It might well be spring

The temperature is climbing to eighty degrees, and the sun has made its appearance today. This promises to be, if the thunderstorms forecast for later delay their development, a halcyon day for Baltimore.

That’s a broad hint, readers, about the word of the week.

The joke of the week running at is the lawyer joke from last week, but it’s still one of the better traditional lawyer jokes.



Posted by John McIntyre at 1:25 PM | | Comments (5)

A head for figures

How big a nerd am I? Judge for yourself. (Hypophora) When I opened the package from Godine to discover Farnsworth’s Classical English Rhetoric (David R. Godine, 254 pages, $26.95), I was thrilled, I was giddy, I was delighted. (Anaphora)

Though surely there has been rhetoric as long as there has been language with speakers who recognized and employed its patterns, it was the Greeks who named it and exploited it and provided the technical terms for it. (Polysyndeton)

Adept speakers and writers understand that patterns—patterns of repetition, patterns of parallel structure—enable their audience to grasp meaning more readily.

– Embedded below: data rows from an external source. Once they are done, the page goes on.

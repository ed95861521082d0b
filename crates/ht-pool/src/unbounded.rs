#![expect(
    unsafe_code,
    reason = "Use UnsafeCell instead of the needless overhead of RefCell;
              let unsafe code in Pools rely on PooledResource Drop impl",
)]

use std::{cell::UnsafeCell, rc::Rc};

#[cfg(feature = "clone-behavior")]
use clone_behavior::{MirroredClone, Speed};

use crate::{
    pooled_resource::{PooledResource, SealedPool},
    other_utils::{ResetNothing, ResetResource},
};


/// A resource pool with a growable number of `Resource`s.
#[derive(Debug)]
pub struct UnboundedPool<Resource, Reset> {
    /// Safety: the `UnsafeCell` is only accessed from `Self::get`, `Self::len`,
    /// `Self::available_resources`, `Self::trim_unused`, and `Self::return_resource`. None of them
    /// allow a reference to something inside the `UnsafeCell` to escape outside the function body.
    /// The only potential for them to call each other is in the callback passed to `Self::get`,
    /// and the `reset_resource` callback. `Self::get` ensures that the contents of the
    /// `UnsafeCell` are not borrowed while the callback is run, and likewise for
    /// `Self::return_resource` with the `reset_resource` callback. Other than that, they do not
    /// call each other.
    pool: Rc<UnsafeCell<(
        // Pool contents
        Vec<Resource>,
        // The number of resources currently in-use
        usize,
    )>>,
    reset_resource: Reset,
}

impl<Resource, Reset> UnboundedPool<Resource, Reset> {
    /// Create a new `UnboundedPool`, which initially has zero `Resource`s.
    ///
    /// Whenever a `Resource` is returned to the pool, `reset_resource` is run on it first.
    #[inline]
    #[must_use]
    pub fn new(reset_resource: Reset) -> Self
    where
        Reset: ResetResource<Resource> + Clone,
    {
        Self {
            pool: Rc::new(UnsafeCell::new((Vec::new(), 0))),
            reset_resource,
        }
    }
}

impl<Resource> UnboundedPool<Resource, ResetNothing> {
    /// Create a new `UnboundedPool`, which initially has zero `Resource`s.
    ///
    /// When a `Resource` is returned to the pool, it is not reset in any way.
    #[inline]
    #[must_use]
    pub fn new_without_reset() -> Self {
        Self::new(ResetNothing)
    }
}

impl<Resource, Reset> UnboundedPool<Resource, Reset>
where
    Resource: Default,
    Reset:    ResetResource<Resource> + Clone,
{
    /// Get a `Resource` from the pool, returning a default `Resource` if none were already
    /// available in the pool.
    #[inline]
    #[must_use]
    pub fn get_default(&self) -> PooledResource<Self, Resource> {
        self.get(Resource::default)
    }
}

impl<Resource, Reset: ResetResource<Resource> + Clone> UnboundedPool<Resource, Reset> {
    /// Get a `Resource` from the pool.
    #[must_use]
    pub fn get<F>(&self, init_resource: F) -> PooledResource<Self, Resource>
    where
        F: FnOnce() -> Resource,
    {
        let raw_cell_contents: *mut (Vec<Resource>, usize) = self.pool.get();

        // SAFETY:
        // The only potential way for any borrow to the cell contents to overlap with
        // this access is via user-provided callbacks. We drop the resulting reference
        // before running the callback, so the access is unique.
        let mut cell_contents: &mut (Vec<Resource>, usize) = unsafe { &mut *raw_cell_contents };

        let resource = if let Some(resource) = cell_contents.0.pop() {
            resource
        } else {
            #[expect(
                dropping_references,
                reason = "ensure there is no active borrow while the callback is run",
            )]
            drop(cell_contents);
            let resource = init_resource();
            // SAFETY:
            // The only potential way for any borrow to the cell contents to overlap with
            // this access was via the `init_resource` callback. The access is unique for the
            // remainder of this function.
            cell_contents = unsafe { &mut *raw_cell_contents };
            resource
        };

        let pool = self.clone();
        cell_contents.1 += 1;

        // SAFETY:
        // It's safe for the `PooledResource` to call `return_resource` however it
        // likes, actually, and thus safe in the restricted guaranteed scenario.
        unsafe { PooledResource::new(pool, resource, ()) }
    }

    /// Get the total number of `Resource`s in this pool, whether available or in-use.
    #[inline]
    #[must_use]
    pub fn pool_size(&self) -> usize {
        let raw_cell_contents: *const (Vec<Resource>, usize) = self.pool.get().cast_const();

        // SAFETY:
        // We can ensure that this access is unique, implying that this is sound.
        // See the note on `UnboundedPool.0`. This is one of only five functions that access
        // the `UnsafeCell` contents, and none allow a reference to escape, and they do not call
        // each other while the `UnsafeCell` contents are borrowed.
        let cell_contents: &(Vec<Resource>, usize) = unsafe { &*raw_cell_contents };

        cell_contents.0.len() + cell_contents.1
    }

    /// Get the number of `Resource`s in the pool which are not currently being used.
    #[must_use]
    pub fn available_resources(&self) -> usize {
        let raw_cell_contents: *const (Vec<Resource>, usize) = self.pool.get().cast_const();

        // SAFETY:
        // We can ensure that this access is unique, implying that this is sound.
        // See the note on `UnboundedPool.0`. This is one of only five functions that access
        // the `UnsafeCell` contents, and none allow a reference to escape, and they do not call
        // each other while the `UnsafeCell` contents are borrowed.
        let cell_contents: &(Vec<Resource>, usize) = unsafe { &*raw_cell_contents };

        cell_contents.0.len()
    }

    /// Discard extra unused `Resource`s, keeping only the first `max_unused` unused `Resource`s.
    pub fn trim_unused(&self, max_unused: usize) {
        let raw_cell_contents: *mut (Vec<Resource>, usize) = self.pool.get();

        // SAFETY:
        // We only need to ensure that this access is unique for this to be sound.
        // See the note on `UnboundedPool.0`. This is one of only five functions that access
        // the `UnsafeCell` contents, and none allow a reference to escape, and they do not call
        // each other while the `UnsafeCell` contents are borrowed.
        let cell_contents: &mut (Vec<Resource>, usize) = unsafe { &mut *raw_cell_contents };

        cell_contents.0.truncate(max_unused);
    }
}

impl<Resource, Reset> SealedPool<Resource> for UnboundedPool<Resource, Reset>
where
    Reset: ResetResource<Resource> + Clone,
{
    type ExtraData = ();

    /// Used by [`PooledResource`] to return a `Resource` to a pool.
    ///
    /// # Safety
    /// Must be called at most once in the `Drop` impl of a `PooledResource` constructed
    /// via `PooledResource::new`, where `*self` and `extra_data` must be the `pool` and
    /// `extra_data` values passed to `PooledResource::new`.
    unsafe fn return_resource(&self, mut resource: Resource, _extra_data: Self::ExtraData) {
        // We must run this before getting the `cell_contents` borrow.
        self.reset_resource.reset(&mut resource);

        let raw_cell_contents: *mut (Vec<Resource>, usize) = self.pool.get();

        // SAFETY:
        // We only need to ensure that this access is unique for this to be sound.
        // See the note on `UnboundedPool.0`. This is one of only five functions that access
        // the `UnsafeCell` contents, and none allow a reference to escape, and they do not call
        // each other while the `UnsafeCell` contents are borrowed.
        let cell_contents: &mut (Vec<Resource>, usize) = unsafe { &mut *raw_cell_contents };

        cell_contents.1 -= 1;
        cell_contents.0.push(resource);
    }
}

impl<Resource, Reset> Default for UnboundedPool<Resource, Reset>
where
    Reset: ResetResource<Resource> + Clone + Default,
{
    #[inline]
    fn default() -> Self {
        Self::new(Reset::default())
    }
}

impl<Resource, ResetResource: Clone> Clone for UnboundedPool<Resource, ResetResource> {
    #[inline]
    fn clone(&self) -> Self {
        Self {
            pool:           Rc::clone(&self.pool),
            reset_resource: self.reset_resource.clone()
        }
    }

    #[inline]
    fn clone_from(&mut self, source: &Self) {
        self.pool.clone_from(&source.pool);
        self.reset_resource.clone_from(&source.reset_resource);
    }
}

#[cfg(feature = "clone-behavior")]
impl<Resource, ResetResource, S> MirroredClone<S> for UnboundedPool<Resource, ResetResource>
where
    ResetResource: MirroredClone<S>,
    S:             Speed,
{
    #[inline]
    fn mirrored_clone(&self) -> Self {
        Self {
            pool:           Rc::clone(&self.pool),
            reset_resource: self.reset_resource.mirrored_clone()
        }
    }
}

Rhetorical patterns crop up everywhere—in advertising, “Choosy mothers choose Jif” (Polyptoton); in the catchphrases and slogans of politicians, the Rev. Jesse Jackson’s “But just because you’re born in the slum doesn’t mean that the slum is born in you.” (Chiasmus)

As Ward Farnsworth points out, figures of speech “can show a worthy sentiment to great advantage. But they are merely grating when used to inflate the sound of words that are trite or trivial in substance, a regrettably common use of figures that has helped to give a bad name to rhetoric in general.”

Mr. Farnsworth, who despite being a professor of law writes clearly and trenchantly, wastes no time here with the trite and the trivial. This book of categories of figures of speech abounds with impressive examples: Abraham Lincoln, Pitt and Churchill addressing the House of Commons, Dickens gleefully exploiting combinations of language like Bach improvising at the organ, Shakespeare and the Authorized Version of the Bible establishing expressions for the centuries.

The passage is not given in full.